For much of the past 20 years, Indonesia has been held up as a model of democratic transition for other countries, particularly those with significant Muslim populations.


More than 250,000 people took to the streets in a 2016 protest organised by hardline Muslim groups against Jakarta’s Christian mayor. Lauren Farrow/AAP

 
This is an edited extract from Tim Lindsey’s essay ‘Retreat from Democracy’, which appears in Australian Foreign Affairs #3, published 9 July.

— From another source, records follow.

//! Per-connection view of a remote peer.
//!
//! The exchange engine never owns connections. A [`PeerLink`] is the
//! engine-side view of one live connection: which pieces the remote holds,
//! the choke/interest flags in both directions, the request pipeline limit,
//! and the two job queues (blocks we requested from them, blocks they
//! requested from us). Links are created on handshake and destroyed on
//! socket close by the connection layer; all bookkeeping references them by
//! [`ConnectionId`] only.

mod bitfield;
mod error;
mod link;
mod outbound;

pub use bitfield::Bitfield;
pub use error::PeerError;
pub use link::{ChokeState, ConnectionId, PeerLink};
pub use outbound::{BlockRequest, Outbound, OutboundMessage};
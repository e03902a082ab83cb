use super::model::Piece;
use crate::constants::BLOCK_SIZE;
use thiserror::Error;

#[derive(Debug, Error)]
pub enum FileSetError {
    #[error("piece length must be non-zero")]
    ZeroPieceLength,

    #[error("piece hash count mismatch: expected {expected}, got {got}")]
    HashCountMismatch { expected: usize, got: usize },
}

/// The active file set: every piece of the torrent's content, built once
/// from metadata and destroyed with the download.
///
/// All pieces share `piece_length` except the final piece, which covers the
/// remainder of `total_length`.
#[derive(Debug)]
pub struct FileSet {
    piece_length: u32,
    total_length: u64,
    pieces: Vec<Piece>,
}

impl FileSet {
    /// Builds the piece array from metadata using the standard 16KB block size.
    pub fn new(
        piece_length: u32,
        total_length: u64,
        hashes: Vec<[u8; 20]>,
    ) -> Result<Self, FileSetError> {
        Self::with_block_size(piece_length, total_length, hashes, BLOCK_SIZE)
    }

    /// Builds the piece array with an explicit block size. Phases that
    /// transfer in other units (e.g. metadata exchange) use this.
    pub fn with_block_size(
        piece_length: u32,
        total_length: u64,
        hashes: Vec<[u8; 20]>,
        block_size: u32,
    ) -> Result<Self, FileSetError> {
        if piece_length == 0 || block_size == 0 {
            return Err(FileSetError::ZeroPieceLength);
        }

        let expected = total_length.div_ceil(piece_length as u64) as usize;
        if hashes.len() != expected {
            return Err(FileSetError::HashCountMismatch {
                expected,
                got: hashes.len(),
            });
        }

        let pieces = hashes
            .into_iter()
            .enumerate()
            .map(|(i, hash)| {
                let offset = i as u64 * piece_length as u64;
                let len = (total_length - offset).min(piece_length as u64) as u32;
                Piece::new(i as u32, hash, len, block_size)
            })
            .collect();

        Ok(Self {
            piece_length,
            total_length,
            pieces,
        })
    }

    pub fn piece_length(&self) -> u32 {
        self.piece_length
    }

    pub fn total_length(&self) -> u64 {
        self.total_length
    }

    pub fn piece_count(&self) -> usize {
        self.pieces.len()
    }

    pub fn piece(&self, index: u32) -> Option<&Piece> {
        self.pieces.get(index as usize)
    }

    pub(crate) fn piece_mut(&mut self, index: u32) -> Option<&mut Piece> {
        self.pieces.get_mut(index as usize)
    }

    pub fn pieces(&self) -> &[Piece] {
        &self.pieces
    }

    /// Byte offset of a piece within the file set.
    pub fn piece_offset(&self, index: u32) -> u64 {
        index as u64 * self.piece_length as u64
    }

    /// Length of a piece in bytes (the final piece may be short).
    pub fn piece_len(&self, index: u32) -> u32 {
        self.pieces.get(index as usize).map_or(0, |p| p.length())
    }

    pub fn verified_count(&self) -> usize {
        self.pieces.iter().filter(|p| p.is_done()).count()
    }

    pub fn is_complete(&self) -> bool {
        self.pieces.iter().all(|p| p.is_done())
    }
}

Indonesia’s leaders like to present their nation as embodying an exemplary path away from authoritarianism. Their form of government, they say, is tolerant yet enshrines religious practice, offering a political alternative for Muslim communities that is more palatable to the West than the failed Arab Spring and the extremist catastrophes that have engulfed the Middle East since the US intervened in Afghanistan and Iraq.

This view of Indonesia now needs rethinking. The country’s hard-won advances towards liberalism and tolerance may be under threat. This nation of more than 260 million people – over 85% of them Muslim – has often been called the “smiling face of Islam”, but that label may no longer apply.

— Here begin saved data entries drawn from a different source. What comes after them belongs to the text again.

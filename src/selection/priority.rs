use crate::peer::PeerLink;
use crate::piece::Piece;

/// Ordering policy for not-yet-complete pieces, selected per download phase.
///
/// `order` is pure and side-effect-free, so the coordinator can call it
/// speculatively without corrupting state.
#[derive(Debug, Clone, Copy, PartialEq, Eq, Default)]
pub enum PiecePriority {
    /// Identity order, for phases where ordering carries no meaning.
    Unordered,
    /// Largest piece first; used for single-piece phases such as
    /// metadata-size discovery.
    LargestFirst,
    /// Started pieces first, then rarest-first among not-started pieces.
    /// This is the normal data-download policy.
    #[default]
    Availability,
}

impl PiecePriority {
    /// Orders candidate pieces for the request step. `links` are the
    /// relevant peers this tick; `pieces` the not-yet-complete candidates.
    pub fn order(&self, links: &[&PeerLink], pieces: &[&Piece]) -> Vec<u32> {
        match self {
            PiecePriority::Unordered => pieces.iter().map(|p| p.index()).collect(),

            PiecePriority::LargestFirst => {
                let mut out: Vec<&Piece> = pieces.to_vec();
                out.sort_by(|a, b| {
                    b.length().cmp(&a.length()).then(a.index().cmp(&b.index()))
                });
                out.into_iter().map(|p| p.index()).collect()
            }

            PiecePriority::Availability => {
                let mut started: Vec<u32> = Vec::new();
                let mut fresh: Vec<(usize, u32)> = Vec::new();

                for piece in pieces {
                    if piece.is_started() {
                        started.push(piece.index());
                    } else {
                        fresh.push((availability(links, piece.index()), piece.index()));
                    }
                }

                started.sort_unstable();
                fresh.sort_unstable();

                started
                    .into_iter()
                    .chain(fresh.into_iter().map(|(_, index)| index))
                    .collect()
            }
        }
    }
}

/// How many of the given peers advertise a piece.
fn availability(links: &[&PeerLink], piece_index: u32) -> usize {
    links
        .iter()
        .filter(|link| link.have().has_piece(piece_index as usize))
        .count()
}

Indonesia’s recent questioning of its own liberal-democratic aspirations has been accompanied by growing expressions of intolerance, including violence towards vulnerable minorities. As next year’s presidential election approaches, the temptation to resort to regressive identity politics and opportunistic populism will increase, and Indonesia’s departure from its post-1998 progressive tilt is likely to become more pronounced.
 

Sliding towards a ‘Neo New Order’?

In Indonesia today, reform has stagnated. Although the democratic transition in 1998 was presented as a national consensus, this was never entirely true. It always had opponents, some of whom felt politically constrained to accept democratisation as a necessary evil but never accepted it as a final settlement.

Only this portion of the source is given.